In 2005, DSHS changed the rules governing its formula for determining the number of hours of Medicaid Personal Care (MPC) children may receive. Many children receive personal care through the state’s Home and Community Based Waiver, which is designed to ensure people with disabilities are able to live in their homes, as opposed to institutional settings. MPC is also available under the State Medicaid Plan. The 2005 changes required DSHS to automatically reduce MPC hours for any child under the age of 18 living with a legally responsible parent.
Samantha A. was one of the 3000 children affected by the rule change. Prior to the formula change, Samantha received 90 hours of personal care services each month. After the rule was changed, she continued to need these services, but the rule automatically reduced her hours from 90 to 39.

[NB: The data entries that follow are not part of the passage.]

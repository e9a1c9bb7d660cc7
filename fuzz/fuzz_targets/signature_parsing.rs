#![no_main]

use std::str::FromStr;

use jvm_signatures::types::{
    parse_modified_utf8,
    signatures::{ClassSignature, MethodSignature, TypeSignature},
};
use libfuzzer_sys::fuzz_target;

fn check_round_trip<S>(input: &str)
where
    S: FromStr + ToString + PartialEq + std::fmt::Debug,
{
    if let Ok(parsed) = S::from_str(input) {
        let rendered = parsed.to_string();
        let reparsed = S::from_str(&rendered).ok();
        assert_eq!(reparsed.as_ref(), Some(&parsed));
    }
}

fuzz_target!(|data: &[u8]| {
    let _ = parse_modified_utf8::<MethodSignature>(data);
    if let Ok(input) = std::str::from_utf8(data) {
        check_round_trip::<TypeSignature>(input);
        check_round_trip::<MethodSignature>(input);
        check_round_trip::<ClassSignature>(input);
    }
});
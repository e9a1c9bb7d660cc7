#![warn(
    clippy::pedantic,
    future_incompatible,
    missing_debug_implementations,
    missing_docs,
    rust_2018_idioms
)]
#![deny(rustdoc::broken_intra_doc_links)]

//! Parsing and lazy resolution of JVM type descriptors and generic signatures.
//!
//! ```
//! use jvm_signatures::types::{Signature, signatures::TypeSignature};
//!
//! let sig: TypeSignature = "Ljava/util/List<Ljava/lang/String;>;".parse().unwrap();
//! assert_eq!(sig.to_string(), "Ljava/util/List<Ljava/lang/String;>;");
//! assert_eq!(sig.java_syntax().to_string(), "java.util.List<java.lang.String>");
//! ```
//! ## Features
#![doc = document_features::document_features!()]

/// Class dependency graphs built from referenced class names.
#[cfg(feature = "petgraph")]
pub mod dependencies;
pub(crate) mod macros;
pub mod resolution;
pub mod types;

/// Test utilities
#[cfg(test)]
pub mod tests;
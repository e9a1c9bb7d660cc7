/// Generates a doc link to a section of the JVM specification.
macro_rules! see_jvm_spec {
    ($chapter:literal, $section:literal $(, $subsection:literal)*) => {
        concat!(
            "See the [JVM Specification §",
            $chapter, ".", $section, $(".", $subsection,)*
            "](https://docs.oracle.com/javase/specs/jvms/se21/html/jvms-",
            $chapter, ".html#jvms-",
            $chapter, ".", $section, $(".", $subsection,)*
            ") for more information."
        )
    };
}

pub(crate) use see_jvm_spec;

When her mother appealed the change, the Administrative Law Judge said that DSHS followed its own rules, which required the 57% reduction to automatically occur, despite evidence that the reduction would leave her with insufficient service hours.

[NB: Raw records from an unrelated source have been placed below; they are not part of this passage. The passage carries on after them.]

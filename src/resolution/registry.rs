//! Implementations of [`ClassResolver`].

use std::collections::HashMap;

use super::{ClassResolver, ResolutionError};

/// An in-memory resolver that maps class names to handles registered beforehand.
#[derive(Debug, Clone)]
pub struct ClassRegistry<C> {
    classes: HashMap<String, C>,
}

impl<C> Default for ClassRegistry<C> {
    fn default() -> Self {
        Self {
            classes: HashMap::new(),
        }
    }
}

impl<C> ClassRegistry<C> {
    /// Creates an empty registry.
    #[must_use]
    pub fn new() -> Self {
        Self::default()
    }

    /// Registers `class` under `class_name`, returning the handle previously registered under
    /// the same name, if any.
    pub fn register(&mut self, class_name: impl Into<String>, class: C) -> Option<C> {
        self.classes.insert(class_name.into(), class)
    }

    /// Checks if a class is registered under `class_name`.
    #[must_use]
    pub fn contains(&self, class_name: &str) -> bool {
        self.classes.contains_key(class_name)
    }

    /// The number of registered classes.
    #[must_use]
    pub fn len(&self) -> usize {
        self.classes.len()
    }

    /// Checks if no class is registered.
    #[must_use]
    pub fn is_empty(&self) -> bool {
        self.classes.is_empty()
    }
}

impl<C> FromIterator<(String, C)> for ClassRegistry<C> {
    fn from_iter<T: IntoIterator<Item = (String, C)>>(iter: T) -> Self {
        Self {
            classes: iter.into_iter().collect(),
        }
    }
}

impl<C> Extend<(String, C)> for ClassRegistry<C> {
    fn extend<T: IntoIterator<Item = (String, C)>>(&mut self, iter: T) {
        self.classes.extend(iter);
    }
}

impl<C: Clone> ClassResolver for ClassRegistry<C> {
    type Class = C;

    fn resolve_class(&self, class_name: &str) -> Result<Self::Class, ResolutionError> {
        self.classes
            .get(class_name)
            .cloned()
            .ok_or_else(|| ResolutionError::ClassNotFound(class_name.to_owned()))
    }
}

/// A resolver that does not resolve any class.
#[derive(Debug, Clone, Copy, Default)]
pub struct NopResolver;

impl ClassResolver for NopResolver {
    type Class = std::convert::Infallible;

    fn resolve_class(&self, class_name: &str) -> Result<Self::Class, ResolutionError> {
        Err(ResolutionError::ClassNotFound(class_name.to_owned()))
    }
}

Represented by Disability Rights Washington and Sirianni Youtz Spoonemore, Samantha petitioned for DSHS’s rules to be invalidated because they violated federal Medicaid law. In June of 2009, Samantha won in Thurston County Superior Court. The Superior Court determined the rules are invalid because DSHS did not take into account individualized evidence about her needs, including the recommendation of Samantha’s pediatrician for 96 hours of monthly care in order to “maximize her potential and achieve her best possible functional level.” DSHS appealed the decision, which was heard before the Washington State Supreme Court in November 2010.
With its decision, a 5-4 ruling, the Washington State Supreme Court has now invalidated the rule changes. “In short, DSHS’s age- and parent-based reductions represent arbitrary amounts applied without any supporting evidence and without regard to an individual recipient’s actual needs,” wrote Associate Chief Justice Charles Johnson for the majority.
Samantha’s mother said she was relieved the outcome would restore support for so many Washington families. “I would want people to look at this case and see that with the right support, Samantha is an engaging, capable young lady,” Kadlec said. “She’s a joy to be around. When the supports disappear for people with disabilities, that’s when things unravel.”